Tantangan terbesar penyidik dalam mengusut kasus TPKS terletak pada lokasi atau tempat kejadian perkara (TKP). Mayoritas kejahatan seksual terjadi di area tertutup yang minim jangkauan khalayak umum maupun pengawasan kamera keamanan (CCTV). Kondisi ini kerap membuat penyidik kesulitan dalam mendapatkan alat bukti petunjuk secara langsung di lapangan.
Meski demikian, minimnya bukti rekaman video tidak lantas membuat proses hukum terhenti di tengah jalan. Hukum acara pidana di Indonesia telah menyediakan sarana pembuktian lain yang sah untuk membuktikan dakwaan tindak pidana kekerasan seksual. Pihak kepolisian dapat memaksimalkan keterangan saksi, pemeriksaan psikologis, serta analisis forensik.
“Alat buktinya nanti mungkin bukan CCTV, tapi uji tes kebohongan, hasil visum, sama pengakuan dan satu orang saksi,” ujar Deolipa.
Lebih jauh, Deolipa menerangkan bahwa hasil visum et repertum menjadi instrumen vital untuk mengungkap fakta medis luka atau trauma korban. Penyidik juga dipastikan bakal menggelar adegan reka ulang atau rekonstruksi di TKP guna mencocokkan setiap alibi.
“Langkah ini bertujuan untuk menguji kesesuaian antara narasi pelapor dan keterangan terlapor,” katanya.
Di samping teknis penyidikan, Deolipa menggarisbawahi bahwa pidana kekerasan seksual bukanlah delik biasa yang bisa diselesaikan secara kekeluargaan. Mengingat dampaknya yang masif bagi masyarakat dan keadilan, mekanisme restorative justice sulit diterapkan dalam perkara ini.
“Rasanya kalau berdamai sulit kalau memang terjadi kekerasan seksualnya, karena polisi juga punya kepentingan untuk memproses ini secara lebih lanjut,” jelas Deolipa.

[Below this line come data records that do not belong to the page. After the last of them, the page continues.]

// Copyright (c) 2026 100monkeys.ai
// SPDX-License-Identifier: AGPL-3.0

//! Graph Loader - reads Turtle documents from files or HTTP(S) URLs
//!
//! Used at startup for static context, profiled context and policy documents.
//! Never called on the request path.

use std::time::Duration;
use tracing::{debug, info, warn};

use crate::domain::errors::AccessError;
use crate::domain::rdf::Graph;
use crate::infrastructure::turtle::{parse_turtle, TURTLE_MEDIA_TYPE};

#[derive(Debug, thiserror::Error)]
pub enum LoadError {
    #[error("failed to read {location}: {source}")]
    Io {
        location: String,
        #[source]
        source: std::io::Error,
    },

    #[error("failed to fetch {location}: {source}")]
    Http {
        location: String,
        #[source]
        source: reqwest::Error,
    },

    #[error("{location} answered HTTP {status}")]
    Status { location: String, status: u16 },

    #[error("{location}: {message}")]
    Parse { location: String, message: String },
}

impl From<LoadError> for AccessError {
    fn from(err: LoadError) -> Self {
        match err {
            LoadError::Parse { .. } => AccessError::malformed(err.to_string()),
            LoadError::Status { status: 404, .. } => AccessError::not_found(err.to_string()),
            other => AccessError::internal(other.to_string()),
        }
    }
}

#[derive(Clone)]
pub struct GraphLoader {
    client: reqwest::Client,
}

impl GraphLoader {
    pub fn new() -> Self {
        let client = reqwest::Client::builder()
            .timeout(Duration::from_secs(10))
            .build()
            .unwrap_or_else(|e| {
                warn!(error = %e, "Failed to build loader HTTP client, fetches have no timeout");
                reqwest::Client::new()
            });
        Self { client }
    }

    pub fn with_client(client: reqwest::Client) -> Self {
        Self { client }
    }

    /// Fetch the raw document at `location`
    pub async fn read_document(&self, location: &str) -> Result<String, LoadError> {
        if location.starts_with("http://") || location.starts_with("https://") {
            debug!(location, "Fetching document over HTTP");
            let response = self
                .client
                .get(location)
                .header(reqwest::header::ACCEPT, TURTLE_MEDIA_TYPE)
                .send()
                .await
                .map_err(|source| LoadError::Http {
                    location: location.to_string(),
                    source,
                })?;
            let status = response.status();
            if !status.is_success() {
                return Err(LoadError::Status {
                    location: location.to_string(),
                    status: status.as_u16(),
                });
            }
            response.text().await.map_err(|source| LoadError::Http {
                location: location.to_string(),
                source,
            })
        } else {
            let path = location.strip_prefix("file://").unwrap_or(location);
            tokio::fs::read_to_string(path)
                .await
                .map_err(|source| LoadError::Io {
                    location: location.to_string(),
                    source,
                })
        }
    }

    /// Fetch and parse a Turtle document
    pub async fn load_graph(&self, location: &str) -> Result<Graph, LoadError> {
        let text = self.read_document(location).await?;
        let graph = parse_turtle(&text).map_err(|e| LoadError::Parse {
            location: location.to_string(),
            message: e.to_string(),
        })?;
        info!(location, triples = graph.len(), "Loaded graph");
        Ok(graph)
    }
}

impl Default for GraphLoader {
    fn default() -> Self {
        Self::new()
    }
}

Ia juga mengingatkan adanya konsekuensi hukum yang berat bagi pelapor apabila tuduhan kekerasan seksual tersebut ternyata tidak terbukti di pengadilan. Jika terbukti membuat laporan palsu, pelapor dapat dituntut balik dengan pasal penyebaran berita bohong. Kendati demikian, seluruh masyarakat diminta tetap mengedepankan asas praduga tak bersalah hingga adanya putusan pengadilan yang berkekuatan hukum tetap.